**DATA LISTING**
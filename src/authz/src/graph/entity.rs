//! Subjects and roles

use std::collections::BTreeSet;

use crate::permission_map::PermissionMap;
use crate::tree::PermissionNode;
use crate::types::{EntityId, EntityKind};

/// Capability shared by subjects and roles: holding direct grants
pub trait Permissionable {
    fn id(&self) -> &EntityId;

    fn kind(&self) -> EntityKind;

    fn permission_map(&self) -> &PermissionMap;

    fn permission_map_mut(&mut self) -> &mut PermissionMap;

    /// Checks direct grants only, ignoring roles
    fn has_permission(&self, node: &PermissionNode, payload: Option<&str>) -> bool {
        self.permission_map().has_permission(node, payload)
    }
}

/// Leaf member of the role graph
#[derive(Debug, Clone, PartialEq, Eq)]
pub struct Subject {
    id: EntityId,
    permission_map: PermissionMap,
    /// Roles this subject is a direct member of
    pub(crate) role_ids: BTreeSet<EntityId>,
}

impl Subject {
    pub fn new(id: EntityId) -> Self {
        Self {
            id,
            permission_map: PermissionMap::new(),
            role_ids: BTreeSet::new(),
        }
    }

    pub fn role_ids(&self) -> &BTreeSet<EntityId> {
        &self.role_ids
    }
}

impl Permissionable for Subject {
    fn id(&self) -> &EntityId {
        &self.id
    }

    fn kind(&self) -> EntityKind {
        EntityKind::Subject
    }

    fn permission_map(&self) -> &PermissionMap {
        &self.permission_map
    }

    fn permission_map_mut(&mut self) -> &mut PermissionMap {
        &mut self.permission_map
    }
}

/// Group of subjects and roles
///
/// An edge `parent -> child` lets the child use every permission of the
/// parent. Subjects in `subject_ids` inherit this role's permissions and
/// those of all its ancestors.
#[derive(Debug, Clone, PartialEq, Eq)]
pub struct Role {
    id: EntityId,
    permission_map: PermissionMap,
    /// Direct member subjects
    pub(crate) subject_ids: BTreeSet<EntityId>,
    /// Roles this role inherits from
    pub(crate) parent_ids: BTreeSet<EntityId>,
    /// Roles inheriting from this role
    pub(crate) child_ids: BTreeSet<EntityId>,
}

impl Role {
    pub fn new(id: EntityId) -> Self {
        Self {
            id,
            permission_map: PermissionMap::new(),
            subject_ids: BTreeSet::new(),
            parent_ids: BTreeSet::new(),
            child_ids: BTreeSet::new(),
        }
    }

    pub fn subject_ids(&self) -> &BTreeSet<EntityId> {
        &self.subject_ids
    }

    pub fn parent_ids(&self) -> &BTreeSet<EntityId> {
        &self.parent_ids
    }

    pub fn child_ids(&self) -> &BTreeSet<EntityId> {
        &self.child_ids
    }
}

impl Permissionable for Role {
    fn id(&self) -> &EntityId {
        &self.id
    }

    fn kind(&self) -> EntityKind {
        EntityKind::Role
    }

    fn permission_map(&self) -> &PermissionMap {
        &self.permission_map
    }

    fn permission_map_mut(&mut self) -> &mut PermissionMap {
        &mut self.permission_map
    }
}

**INSTRUCTIONS FOR THE TASK**
Using the records above, filter out every line that lacks the string "payload" and copy the rest.

**EXERCISE ANSWER**
    fn has_permission(&self, node: &PermissionNode, payload: Option<&str>) -> bool {
        self.permission_map().has_permission(node, payload)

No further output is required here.